More than two-thirds (68 per cent) of school staff think their workload is unmanageable. The Tes Schools Wellbeing Report, which surveyed more than 5,800 members of school staff, also found that 43 per cent of respondents said that they lacked the resources necessary to do their job. And 61 per cent said that their schools were not well funded.

What do we want? No more Ofsted grades. Shadow education secretary Bridget Phillipson has said that a Labour government would look into abolishing the inspectorate’s current grading system, and replacing it with a new report card for schools.

Speaking at the ASCL annual conference, Phillipson said that this report card would offer parents information about a school’s performance. (Whether or not schools will be praised for effort or told that they must try harder remains to be seen.)

The introduction of this new system would be subject to consultation with teachers and parents. This has not, however, stopped schools minister Nick Gibb from claiming that the plan “betrays our children”.

Speaking both of betrayal and Ofsted…what do we want? A fairer system for schools.

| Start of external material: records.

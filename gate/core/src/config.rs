use std::{
    path::PathBuf,
    time::Duration,
};

/// Default compose file looked up in the working directory.
pub const DEFAULT_COMPOSE_FILE: &str = "docker-compose.yml";

/// Default sleep between health-poll rounds.
pub const DEFAULT_POLL_INTERVAL: Duration = Duration::from_secs(2);

/// Minimum accepted poll interval.
pub const MIN_POLL_INTERVAL: Duration = Duration::from_millis(100);

/// Default retry budget for the readiness gate.
pub const DEFAULT_MAX_TRIES: u32 = 30;

/// Rejected gate configuration values.
#[derive(Debug, thiserror::Error)]
pub enum InvalidConfig {
    #[error("poll interval {interval:?} is below the minimum of {MIN_POLL_INTERVAL:?}")]
    IntervalTooSmall { interval: Duration },
    #[error("max tries must be at least 1")]
    ZeroTries,
    #[error("project name must not be empty")]
    EmptyProjectName,
}

/// Inputs for one orchestrated gate run.
#[derive(Clone, Debug)]
pub struct GateConfig {
    pub compose_file: PathBuf,
    pub project_name: String,
    pub env_file: Option<PathBuf>,
    pub poll_interval: Duration,
    pub max_tries: u32,
}

impl GateConfig {
    /// A config for the project with all documented defaults.
    #[must_use]
    pub fn new(project_name: impl Into<String>) -> Self {
        Self {
            compose_file: PathBuf::from(DEFAULT_COMPOSE_FILE),
            project_name: project_name.into(),
            env_file: None,
            poll_interval: DEFAULT_POLL_INTERVAL,
            max_tries: DEFAULT_MAX_TRIES,
        }
    }

    #[must_use]
    pub fn with_compose_file(mut self, path: impl Into<PathBuf>) -> Self {
        self.compose_file = path.into();
        self
    }

    #[must_use]
    pub fn with_env_file(mut self, path: impl Into<PathBuf>) -> Self {
        self.env_file = Some(path.into());
        self
    }

    #[must_use]
    pub const fn with_poll_interval(mut self, interval: Duration) -> Self {
        self.poll_interval = interval;
        self
    }

    #[must_use]
    pub const fn with_max_tries(mut self, max_tries: u32) -> Self {
        self.max_tries = max_tries;
        self
    }

    pub fn validate(&self) -> Result<(), InvalidConfig> {
        if self.project_name.trim().is_empty() {
            return Err(InvalidConfig::EmptyProjectName);
        }
        if self.poll_interval < MIN_POLL_INTERVAL {
            return Err(InvalidConfig::IntervalTooSmall {
                interval: self.poll_interval,
            });
        }
        if self.max_tries == 0 {
            return Err(InvalidConfig::ZeroTries);
        }
        Ok(())
    }
}

#[cfg(test)]
mod tests {
    use super::*;

    #[test]
    fn defaults_validate() {
        assert!(GateConfig::new("demo").validate().is_ok());
    }

    #[test]
    fn sub_minimum_interval_is_rejected() {
        let config = GateConfig::new("demo").with_poll_interval(Duration::from_millis(10));
        assert!(matches!(
            config.validate(),
            Err(InvalidConfig::IntervalTooSmall { .. })
        ));
    }

    #[test]
    fn zero_tries_is_rejected() {
        let config = GateConfig::new("demo").with_max_tries(0);
        assert!(matches!(config.validate(), Err(InvalidConfig::ZeroTries)));
    }

    #[test]
    fn empty_project_name_is_rejected() {
        let config = GateConfig::new("  ");
        assert!(matches!(
            config.validate(),
            Err(InvalidConfig::EmptyProjectName)
        ));
    }
}
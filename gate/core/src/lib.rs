pub mod config;
pub mod discovery;
pub mod env;
pub mod errors;
pub mod health;
pub mod orchestrator;
pub mod outputs;
pub mod ports;
pub mod readiness;
pub mod runtime;

pub use config::GateConfig;
pub use discovery::{ComposeService, DiscoveryError, discover_services};
pub use env::{EnvEntry, EnvFileError, load_env_file};
pub use errors::GateError;
pub use health::{HealthState, check_health};
pub use orchestrator::RunReport;
pub use outputs::{MemorySink, VariableSink};
pub use ports::{MalformedMapping, PortMapping, parse_port_mapping, variable_name};
pub use readiness::{InspectionError, ReadinessReport, wait_until_ready};
pub use runtime::{ContainerRuntime, RuntimeError};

Amanda Spielman, Ofsted chief inspector, admitted this week that the inspectorate’s complaints process is “not a satisfying process” (disappointingly, she used neither the word “unsatisfactory” nor the word “inadequate”).

Also speaking at the ASCL conference, she said that Ofsted was working on finding a different way of approaching complaints, “to address what’s nearly always the root of the problem, which is: the grade isn’t accepted”.

Finally, what do we want? Someone to tackle the last two issues. Ofsted is looking for a leader with “a high degree of personal integrity” to become its new chief inspector.

Spielman is to leave the £165,000-a-year role at the end of the year, after seven years in the post. The job advert to recruit her successor is now live. It calls for candidates who show “excellent judgement under pressure”, and who have “experience of taking difficult independent calls in a senior position with high profile”. (Presumably, they mean making difficult calls. “Taking difficult calls” suggest that the new HMCI must be prepared to interrupt meetings in order to answer a call from their partner, asking whether they care more about work than they do about making their family happy.)

So there we have it. It’s probably just as well that the NEU are yet to announce when their next strike dates will be: it may take some time to fit all of that on a placard.